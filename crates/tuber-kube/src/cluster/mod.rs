//! Cluster operations used by a release
//!
//! The release pipeline only needs five operations against one namespace. Two
//! backends implement them:
//! - **kubectl**: shells out to the `kubectl` binary
//! - **api**: talks to the API server through `kube`
//!
//! [`MockCluster`] keeps everything in memory for tests.

mod api;
mod kubectl;
mod mock;

pub use api::ApiClusterClient;
pub use kubectl::KubectlClient;
pub use mock::{ClusterCall, MockCluster, MockOp};

use std::sync::Arc;
use std::time::Duration;

use async_trait::async_trait;

use crate::error::Result;

/// Cluster command execution for one namespace at a time
///
/// Implementations must be Send + Sync for use across async tasks.
#[async_trait]
pub trait ClusterClient: Send + Sync {
    /// Create or update the object described by `manifest`
    async fn apply(&self, manifest: &str, namespace: &str) -> Result<()>;

    /// Live object as JSON; a missing object is a "not found" error
    async fn get(&self, kind: &str, name: &str, namespace: &str) -> Result<serde_json::Value>;

    async fn delete(&self, kind: &str, name: &str, namespace: &str) -> Result<()>;

    /// Wait until the workload's rollout completes or `timeout` elapses
    async fn rollout_status(
        &self,
        kind: &str,
        name: &str,
        namespace: &str,
        timeout: Duration,
    ) -> Result<()>;

    /// Roll the workload back to its previous revision
    async fn rollout_undo(&self, kind: &str, name: &str, namespace: &str) -> Result<()>;
}

#[async_trait]
impl<T: ClusterClient + ?Sized> ClusterClient for Arc<T> {
    async fn apply(&self, manifest: &str, namespace: &str) -> Result<()> {
        (**self).apply(manifest, namespace).await
    }

    async fn get(&self, kind: &str, name: &str, namespace: &str) -> Result<serde_json::Value> {
        (**self).get(kind, name, namespace).await
    }

    async fn delete(&self, kind: &str, name: &str, namespace: &str) -> Result<()> {
        (**self).delete(kind, name, namespace).await
    }

    async fn rollout_status(
        &self,
        kind: &str,
        name: &str,
        namespace: &str,
        timeout: Duration,
    ) -> Result<()> {
        (**self).rollout_status(kind, name, namespace, timeout).await
    }

    async fn rollout_undo(&self, kind: &str, name: &str, namespace: &str) -> Result<()> {
        (**self).rollout_undo(kind, name, namespace).await
    }
}

/// Whether a live object is owned (and garbage collected) by another object
pub fn has_owner_references(object: &serde_json::Value) -> bool {
    object
        .pointer("/metadata/ownerReferences")
        .and_then(|v| v.as_array())
        .is_some_and(|refs| !refs.is_empty())
}
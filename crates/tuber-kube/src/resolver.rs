//! Manifest resolution for an image digest
//!
//! Releases are built from the `.tuber/` directory shipped with an image:
//!
//! ```text
//! .tuber/
//!   *.yaml              release manifests
//!   prerelease/*.yaml   run-to-completion Pods
//!   postrelease/*.yaml  canary stage
//! ```
//!
//! Files in each group are read in name order.

use std::collections::HashMap;
use std::path::{Path, PathBuf};
use std::sync::{Arc, RwLock};

use async_trait::async_trait;
use tuber_core::AppYamls;

use crate::error::{KubeError, Result};

/// Name of the manifest directory inside an image
pub const TUBER_DIR: &str = ".tuber";

#[async_trait]
pub trait ManifestResolver: Send + Sync {
    /// Raw manifest groups and tags for `repository` at `digest`
    async fn resolve(&self, repository: &str, digest: &str) -> Result<AppYamls>;
}

#[async_trait]
impl<T: ManifestResolver + ?Sized> ManifestResolver for Arc<T> {
    async fn resolve(&self, repository: &str, digest: &str) -> Result<AppYamls> {
        (**self).resolve(repository, digest).await
    }
}

/// Reads manifests from an extracted `.tuber/` directory on disk
#[derive(Debug, Clone)]
pub struct DirectoryResolver {
    root: PathBuf,
    tags: Vec<String>,
}

impl DirectoryResolver {
    /// `root` contains the `.tuber/` directory
    pub fn new(root: impl Into<PathBuf>) -> Self {
        Self {
            root: root.into(),
            tags: Vec::new(),
        }
    }

    /// Tags reported for every resolved digest
    pub fn with_tags(mut self, tags: Vec<String>) -> Self {
        self.tags = tags;
        self
    }

    fn tuber_dir(&self) -> PathBuf {
        self.root.join(TUBER_DIR)
    }
}

/// Contents of every `.yaml`/`.yml` file directly inside `dir`, by file name
fn read_group(dir: &Path) -> Result<Vec<String>> {
    if !dir.is_dir() {
        return Ok(Vec::new());
    }

    let mut paths: Vec<PathBuf> = std::fs::read_dir(dir)?
        .filter_map(|e| e.ok())
        .map(|e| e.path())
        .filter(|p| p.is_file())
        .filter(|p| {
            p.extension()
                .is_some_and(|ext| ext == "yaml" || ext == "yml")
        })
        .collect();
    paths.sort();

    paths
        .iter()
        .map(|p| std::fs::read_to_string(p).map_err(KubeError::from))
        .collect()
}

#[async_trait]
impl ManifestResolver for DirectoryResolver {
    async fn resolve(&self, repository: &str, digest: &str) -> Result<AppYamls> {
        let dir = self.tuber_dir();
        if !dir.is_dir() {
            return Err(KubeError::ManifestsNotFound {
                repository: repository.to_string(),
                digest: digest.to_string(),
            });
        }

        let yamls = AppYamls {
            prerelease: read_group(&dir.join("prerelease"))?,
            release: read_group(&dir)?,
            postrelease: read_group(&dir.join("postrelease"))?,
            tags: self.tags.clone(),
        };
        tracing::debug!(
            path = %dir.display(),
            prerelease = yamls.prerelease.len(),
            release = yamls.release.len(),
            postrelease = yamls.postrelease.len(),
            "resolved manifests"
        );
        Ok(yamls)
    }
}

/// Serves fixed manifests keyed by digest
#[derive(Debug, Clone, Default)]
pub struct StaticResolver {
    manifests: Arc<RwLock<HashMap<String, AppYamls>>>,
}

impl StaticResolver {
    pub fn new() -> Self {
        Self::default()
    }

    pub fn insert(&self, digest: &str, yamls: AppYamls) {
        self.manifests
            .write()
            .unwrap_or_else(|e| e.into_inner())
            .insert(digest.to_string(), yamls);
    }
}

#[async_trait]
impl ManifestResolver for StaticResolver {
    async fn resolve(&self, repository: &str, digest: &str) -> Result<AppYamls> {
        self.manifests
            .read()
            .unwrap_or_else(|e| e.into_inner())
            .get(digest)
            .cloned()
            .ok_or_else(|| KubeError::ManifestsNotFound {
                repository: repository.to_string(),
                digest: digest.to_string(),
            })
    }
}
//! Mock app store for testing

use std::collections::HashMap;
use std::sync::{Arc, RwLock};

use async_trait::async_trait;
use tuber_core::App;

use super::AppStore;
use crate::error::{KubeError, Result};

/// In-memory app store
#[derive(Clone, Default)]
pub struct MockAppStore {
    apps: Arc<RwLock<HashMap<String, App>>>,
    counts: Arc<RwLock<StoreCounts>>,
    fail_saves: Arc<RwLock<Option<String>>>,
}

/// Counts of operations performed for testing assertions
#[derive(Debug, Default, Clone, PartialEq, Eq)]
pub struct StoreCounts {
    pub gets: usize,
    pub saves: usize,
}

impl MockAppStore {
    pub fn new() -> Self {
        Self::default()
    }

    /// Create with pre-populated apps
    pub fn with_apps(apps: impl IntoIterator<Item = App>) -> Self {
        let store = Self::new();
        {
            let mut map = store.apps.write().unwrap_or_else(|e| e.into_inner());
            for app in apps {
                map.insert(app.name.clone(), app);
            }
        }
        store
    }

    pub fn counts(&self) -> StoreCounts {
        self.counts.read().unwrap_or_else(|e| e.into_inner()).clone()
    }

    /// Make every subsequent save fail with `message`
    pub fn fail_saves(&self, message: &str) {
        *self.fail_saves.write().unwrap_or_else(|e| e.into_inner()) = Some(message.to_string());
    }

    /// Read an app without counting the access
    pub fn app(&self, name: &str) -> Option<App> {
        self.apps
            .read()
            .unwrap_or_else(|e| e.into_inner())
            .get(name)
            .cloned()
    }

    /// Replace a record without counting the access
    pub fn put(&self, app: App) {
        self.apps
            .write()
            .unwrap_or_else(|e| e.into_inner())
            .insert(app.name.clone(), app);
    }
}

#[async_trait]
impl AppStore for MockAppStore {
    async fn get(&self, name: &str) -> Result<App> {
        self.counts.write().unwrap_or_else(|e| e.into_inner()).gets += 1;
        self.app(name)
            .ok_or_else(|| KubeError::AppNotFound(name.to_string()))
    }

    async fn save(&self, app: &App) -> Result<()> {
        self.counts.write().unwrap_or_else(|e| e.into_inner()).saves += 1;
        if let Some(message) = self
            .fail_saves
            .read()
            .unwrap_or_else(|e| e.into_inner())
            .clone()
        {
            return Err(KubeError::Storage(message));
        }
        self.put(app.clone());
        Ok(())
    }
}

#[cfg(test)]
mod tests {
    use super::*;

    #[tokio::test]
    async fn test_counts_and_failures() {
        let store = MockAppStore::with_apps([App::new("shop", "")]);
        store.get("shop").await.unwrap();
        assert!(store.get("other").await.is_err());

        store.fail_saves("disk full");
        let err = store.save(&App::new("shop", "x")).await.unwrap_err();
        assert!(err.to_string().contains("disk full"));

        assert_eq!(store.counts(), StoreCounts { gets: 2, saves: 1 });
        assert_eq!(store.app("shop").unwrap().image_tag, "");
    }
}
//! Reverting a failed release
//!
//! Every resource applied by the failing release is put back the way the last
//! successful release left it:
//! - present in the cached state, with a native rollout: rollout undo
//! - present in the cached state otherwise: re-apply the cached manifest
//! - absent from a non-empty cached state: delete it
//! - absent from an empty cached state (first release): leave it alone
//!
//! Errors are collected per resource so one failure never stops the rest.

use tracing::Instrument;
use tuber_core::{ManagedResource, ResourceRef};

use crate::cluster::ClusterClient;
use crate::error::{ReleaseError, Result};
use crate::manifest::RenderedResource;

/// What a rollback did
#[derive(Debug, Default)]
pub struct RollbackOutcome {
    /// Resources reverted to their cached version, in apply order
    pub reverted: Vec<RenderedResource>,
    /// New resources removed
    pub deleted: Vec<ResourceRef>,
    pub errors: Vec<ReleaseError>,
}

impl RollbackOutcome {
    pub fn is_clean(&self) -> bool {
        self.errors.is_empty()
    }
}

pub struct Rollback<'a> {
    cluster: &'a dyn ClusterClient,
    namespace: &'a str,
    cached: &'a [ManagedResource],
}

impl<'a> Rollback<'a> {
    pub fn new(
        cluster: &'a dyn ClusterClient,
        namespace: &'a str,
        cached: &'a [ManagedResource],
    ) -> Self {
        Self {
            cluster,
            namespace,
            cached,
        }
    }

    /// Revert `applied` in order
    pub async fn run(&self, applied: &[RenderedResource]) -> RollbackOutcome {
        let mut outcome = RollbackOutcome::default();
        let first_release = self.cached.is_empty();

        for resource in applied {
            let span = tracing::info_span!(
                "rollback",
                resource_kind = %resource.kind,
                resource_name = %resource.name
            );
            let resource_ref = resource.resource_ref();
            let cached = self
                .cached
                .iter()
                .find(|c| c.kind == resource.kind && c.name == resource.name);

            match cached {
                Some(cached) => match self.revert(resource, cached).instrument(span.clone()).await {
                    Ok(()) => outcome.reverted.push(resource.clone()),
                    Err(e) => outcome
                        .errors
                        .push(span.in_scope(|| ReleaseError::rollback(resource_ref, e))),
                },
                None if first_release => {
                    span.in_scope(|| tracing::debug!("first release, leaving new resource in place"));
                }
                None => {
                    let deleted = self
                        .cluster
                        .delete(&resource.kind, &resource.name, self.namespace)
                        .instrument(span.clone())
                        .await;
                    match deleted {
                        Ok(()) => outcome.deleted.push(resource_ref),
                        Err(e) if e.is_not_found() => outcome.deleted.push(resource_ref),
                        Err(e) => outcome
                            .errors
                            .push(span.in_scope(|| ReleaseError::delete_new(resource_ref, e))),
                    }
                }
            }
        }

        tracing::info!(
            reverted = outcome.reverted.len(),
            deleted = outcome.deleted.len(),
            errors = outcome.errors.len(),
            "rollback finished"
        );
        outcome
    }

    async fn revert(&self, resource: &RenderedResource, cached: &ManagedResource) -> Result<()> {
        if resource.supports_rollback() {
            tracing::debug!("undoing rollout");
            self.cluster
                .rollout_undo(&resource.kind, &resource.name, self.namespace)
                .await
        } else {
            tracing::debug!("re-applying cached manifest");
            let manifest = cached.manifest()?;
            self.cluster.apply(&manifest, self.namespace).await
        }
    }
}
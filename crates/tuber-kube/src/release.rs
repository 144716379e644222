//! The release pipeline
//!
//! One call to [`Releaser::release`] drives a single supervised release of one
//! app:
//!
//! ```text
//! load app -> resolve -> render -> prerelease -> apply configs -> apply workloads
//!   -> watch workloads -> apply postrelease -> watch postrelease -> cleanup -> persist
//! ```
//!
//! Any failure after the first apply rolls back everything applied so far and
//! re-watches the reverted workloads. Rollback and cleanup errors are reported
//! on the side; only the error that stopped the release is returned.

use std::collections::HashMap;
use std::sync::{Arc, Mutex};

use tracing::Instrument;
use tuber_core::{App, ClusterData, ManagedResource, ReleaseTimings, ResourceRef, TuberConfig};
use tuber_engine::Engine;

use crate::cluster::ClusterClient;
use crate::error::ReleaseError;
use crate::manifest::{RenderedResource, Renderer, ResourceCollection};
use crate::monitor::{ExternalMonitor, SentryMonitor};
use crate::notify::{LogNotifier, Notice, Notifier, SlackNotifier};
use crate::prerelease::PrereleaseRunner;
use crate::reconcile::{Reconciler, persist_state};
use crate::report::{ErrorReporter, LogReporter, Scope};
use crate::resolver::ManifestResolver;
use crate::rollback::Rollback;
use crate::store::AppStore;
use crate::watch::Watcher;

/// What a successful release did
#[derive(Debug, Clone, Default, PartialEq, Eq)]
pub struct ReleaseSummary {
    /// Configs, workloads and postrelease resources, in apply order
    pub applied: Vec<ResourceRef>,
    /// Stale resources deleted by cleanup
    pub removed: Vec<ResourceRef>,
    pub tags: Vec<String>,
    /// Workloads whose rollout was waited on
    pub watched: Vec<ResourceRef>,
}

#[derive(Debug, Clone, PartialEq, Eq)]
pub enum ReleaseOutcome {
    Released(ReleaseSummary),
    /// The app is paused; nothing was touched
    Paused,
}

/// Runs releases against one cluster
pub struct Releaser {
    cluster: Arc<dyn ClusterClient>,
    store: Arc<dyn AppStore>,
    resolver: Arc<dyn ManifestResolver>,
    notifier: Arc<dyn Notifier>,
    reporter: Arc<dyn ErrorReporter>,
    monitor: Arc<dyn ExternalMonitor>,
    engine: Engine,
    timings: ReleaseTimings,
    control_namespace: String,
    monitor_credential: Option<String>,
    locks: Mutex<HashMap<String, Arc<tokio::sync::Mutex<()>>>>,
}

impl Releaser {
    pub fn new(
        cluster: Arc<dyn ClusterClient>,
        store: Arc<dyn AppStore>,
        resolver: Arc<dyn ManifestResolver>,
    ) -> Self {
        Self {
            cluster,
            store,
            resolver,
            notifier: Arc::new(LogNotifier),
            reporter: Arc::new(LogReporter),
            monitor: Arc::new(SentryMonitor::default()),
            engine: Engine::default(),
            timings: ReleaseTimings::default(),
            control_namespace: "tuber".to_string(),
            monitor_credential: None,
            locks: Mutex::new(HashMap::new()),
        }
    }

    /// Build a releaser with timings, Slack and monitor settings from `config`
    pub fn from_config(
        config: &TuberConfig,
        cluster: Arc<dyn ClusterClient>,
        store: Arc<dyn AppStore>,
        resolver: Arc<dyn ManifestResolver>,
    ) -> Self {
        Self::new(cluster, store, resolver)
            .with_timings(config.timings.clone())
            .with_control_namespace(config.control_namespace.clone())
            .with_monitor(SentryMonitor::new(config.timings.monitor_interval))
            .with_monitor_credential(config.monitor.bearer_token.clone())
            .with_notifier(SlackNotifier::new(config.slack.clone()))
    }

    pub fn with_notifier(mut self, notifier: impl Notifier + 'static) -> Self {
        self.notifier = Arc::new(notifier);
        self
    }

    pub fn with_reporter(mut self, reporter: impl ErrorReporter + 'static) -> Self {
        self.reporter = Arc::new(reporter);
        self
    }

    pub fn with_monitor(mut self, monitor: impl ExternalMonitor + 'static) -> Self {
        self.monitor = Arc::new(monitor);
        self
    }

    pub fn with_timings(mut self, timings: ReleaseTimings) -> Self {
        self.timings = timings;
        self
    }

    /// Apps with this name are applied but never watched
    pub fn with_control_namespace(mut self, namespace: impl Into<String>) -> Self {
        self.control_namespace = namespace.into();
        self
    }

    pub fn with_monitor_credential(mut self, credential: Option<String>) -> Self {
        self.monitor_credential = credential;
        self
    }

    /// Release `digest` for `app`
    ///
    /// The stored copy of the app is authoritative: it is re-read before the
    /// paused check and supplies the cached state used for rollback. Releases
    /// of the same app through one `Releaser` are serialized.
    pub async fn release(
        &self,
        app: &App,
        digest: &str,
        cluster: &ClusterData,
    ) -> Result<ReleaseOutcome, ReleaseError> {
        let lock = self.app_lock(&app.name);
        let _guard = lock.lock().await;

        let span = tracing::info_span!("release", app = %app.name, digest = %digest);
        self.run(app, digest, cluster).instrument(span).await
    }

    fn app_lock(&self, name: &str) -> Arc<tokio::sync::Mutex<()>> {
        let mut locks = self.locks.lock().unwrap_or_else(|e| e.into_inner());
        locks.entry(name.to_string()).or_default().clone()
    }

    async fn run(
        &self,
        requested: &App,
        digest: &str,
        cluster: &ClusterData,
    ) -> Result<ReleaseOutcome, ReleaseError> {
        let scope = Scope::new()
            .with("app", requested.name.clone())
            .with("digest", digest);

        let app = match self.store.get(&requested.name).await {
            Ok(app) => app,
            Err(e) => return Err(self.abort(ReleaseError::load_state(e), &scope, requested).await),
        };

        if app.paused {
            tracing::info!("app is paused, skipping release");
            self.notify(&app, Notice::Paused { app: app.name.clone() })
                .await;
            return Ok(ReleaseOutcome::Paused);
        }

        tracing::info!("release starting");
        self.notify(
            &app,
            Notice::Started {
                app: app.name.clone(),
                digest: digest.to_string(),
            },
        )
        .await;

        let yamls = match self.resolver.resolve(&app.image_tag, digest).await {
            Ok(yamls) => yamls,
            Err(e) => {
                let error = self.report(ReleaseError::resolve(e), &scope);
                self.notify(&app, Notice::ManifestsNotFound { app: app.name.clone() })
                    .await;
                return Err(error);
            }
        };

        let vars = app.interpolation_vars(digest, cluster);
        let collection =
            match Renderer::new(&self.engine, &vars).render(&yamls, &app.excluded_resources) {
                Ok(collection) => collection,
                Err(e) => return Err(self.abort(e, &scope, &app).await),
            };

        self.execute(&app, collection, yamls.tags, &scope).await
    }

    async fn execute(
        &self,
        app: &App,
        collection: ResourceCollection,
        tags: Vec<String>,
        scope: &Scope,
    ) -> Result<ReleaseOutcome, ReleaseError> {
        let namespace = app.name.as_str();
        let cached = &app.state.current;
        let watcher = self.watcher_for(app);

        if !collection.prerelease.is_empty() {
            tracing::debug!(pods = collection.prerelease.len(), "prerelease starting");
            let runner = PrereleaseRunner::new(
                self.cluster.as_ref(),
                namespace,
                self.timings.prerelease_timeout,
                self.timings.prerelease_poll,
            );
            if let Err(e) = runner.run(&collection.prerelease).await {
                return Err(self.abort(e, scope, app).await);
            }
            tracing::debug!("prerelease complete");
        }

        let mut applied = Vec::new();

        if let Err(e) = self.apply_all(&collection.configs, namespace, &mut applied).await {
            return Err(self.fail(e, &applied, cached, &watcher, scope, app).await);
        }
        if let Err(e) = self.apply_all(&collection.workloads, namespace, &mut applied).await {
            return Err(self.fail(e, &applied, cached, &watcher, scope, app).await);
        }
        if let Err(e) = watcher.watch_workloads(&collection.workloads).await {
            return Err(self.fail(e, &applied, cached, &watcher, scope, app).await);
        }

        if !collection.postrelease.is_empty() {
            self.notify(app, Notice::CanaryStarting { app: app.name.clone() })
                .await;
            if let Err(e) = self
                .apply_all(&collection.postrelease, namespace, &mut applied)
                .await
            {
                return Err(self.fail(e, &applied, cached, &watcher, scope, app).await);
            }
            if let Err(e) = watcher.watch_workloads(&collection.postrelease).await {
                return Err(self.fail(e, &applied, cached, &watcher, scope, app).await);
            }
            self.notify(app, Notice::CanaryDeployed { app: app.name.clone() })
                .await;
        }

        let released: Vec<ManagedResource> =
            collection.released().map(RenderedResource::to_managed).collect();

        let cleanup = Reconciler::new(self.cluster.as_ref(), namespace)
            .cleanup(cached, &released)
            .await;
        for e in cleanup.errors {
            self.report(e, scope);
        }

        if let Err(e) = persist_state(self.store.as_ref(), &app.name, released, tags.clone()).await {
            let error = self.report(e, scope);
            self.notify(
                app,
                Notice::RollbackUnsafe {
                    app: app.name.clone(),
                    error: error.to_string(),
                },
            )
            .await;
            return Err(error);
        }

        tracing::info!(
            applied = applied.len(),
            removed = cleanup.removed.len(),
            "release complete"
        );
        self.notify(app, Notice::Complete { app: app.name.clone() })
            .await;

        let watched = watcher
            .watched(&collection.workloads)
            .into_iter()
            .chain(watcher.watched(&collection.postrelease))
            .map(RenderedResource::resource_ref)
            .collect();

        Ok(ReleaseOutcome::Released(ReleaseSummary {
            applied: applied.iter().map(RenderedResource::resource_ref).collect(),
            removed: cleanup.removed,
            tags,
            watched,
        }))
    }

    fn watcher_for(&self, app: &App) -> Watcher {
        let self_deploy = app.name == self.control_namespace;
        if self_deploy {
            tracing::debug!("control namespace release, rollout watching disabled");
        }
        Watcher::new(self.cluster.clone(), self.monitor.clone(), app.name.clone())
            .with_credential(self.monitor_credential.clone())
            .with_timeouts(self.timings.rollout_timeout, self.timings.rollback_timeout)
            .with_monitors(!app.review_app)
            .with_watching(!self_deploy)
    }

    /// Apply in order, recording each success; stops at the first failure
    async fn apply_all(
        &self,
        resources: &[RenderedResource],
        namespace: &str,
        applied: &mut Vec<RenderedResource>,
    ) -> Result<(), ReleaseError> {
        for resource in resources {
            let span = tracing::info_span!(
                "apply",
                resource_kind = %resource.kind,
                resource_name = %resource.name
            );
            self.cluster
                .apply(&resource.manifest, namespace)
                .instrument(span.clone())
                .await
                .map_err(|e| span.in_scope(|| ReleaseError::apply(resource.resource_ref(), e)))?;
            applied.push(resource.clone());
        }
        Ok(())
    }

    /// Roll back `applied`, then report and announce the failure
    async fn fail(
        &self,
        error: ReleaseError,
        applied: &[RenderedResource],
        cached: &[ManagedResource],
        watcher: &Watcher,
        scope: &Scope,
        app: &App,
    ) -> ReleaseError {
        let error = self.report(error, scope);

        if !applied.is_empty() {
            tracing::warn!(resources = applied.len(), "rolling back");
            let outcome = Rollback::new(self.cluster.as_ref(), &app.name, cached)
                .run(applied)
                .await;
            for e in outcome.errors {
                self.report(e, scope);
            }
            for e in watcher.watch_rollback(&outcome.reverted).await {
                self.report(e, scope);
            }
        }

        self.announce_failure(&error, app).await;
        error
    }

    /// Report and announce a failure that needs no rollback
    async fn abort(&self, error: ReleaseError, scope: &Scope, app: &App) -> ReleaseError {
        let error = self.report(error, scope);
        self.announce_failure(&error, app).await;
        error
    }

    async fn announce_failure(&self, error: &ReleaseError, app: &App) {
        let notice = if error.is_monitor_failure() {
            Notice::MonitorFailed {
                app: app.name.clone(),
                error: error.to_string(),
            }
        } else {
            Notice::Failed {
                app: app.name.clone(),
                error: error.to_string(),
            }
        };
        self.notify(app, notice).await;
    }

    fn report(&self, error: ReleaseError, scope: &Scope) -> ReleaseError {
        let error = error.with_base_scope(scope);
        error.log();
        self.reporter.report(&error, &error.scope);
        error
    }

    async fn notify(&self, app: &App, notice: Notice) {
        self.notifier.notify(&notice, app.channel()).await;
    }
}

▬▬▬▬▬▬▬▬▬▬

Work required -
Scan the data above; copy every line where "object" appears.

Solution for this problem -
    /// Create or update the object described by `manifest`
    /// Live object as JSON; a missing object is a "not found" error
/// Whether a live object is owned (and garbage collected) by another object
pub fn has_owner_references(object: &serde_json::Value) -> bool {
    object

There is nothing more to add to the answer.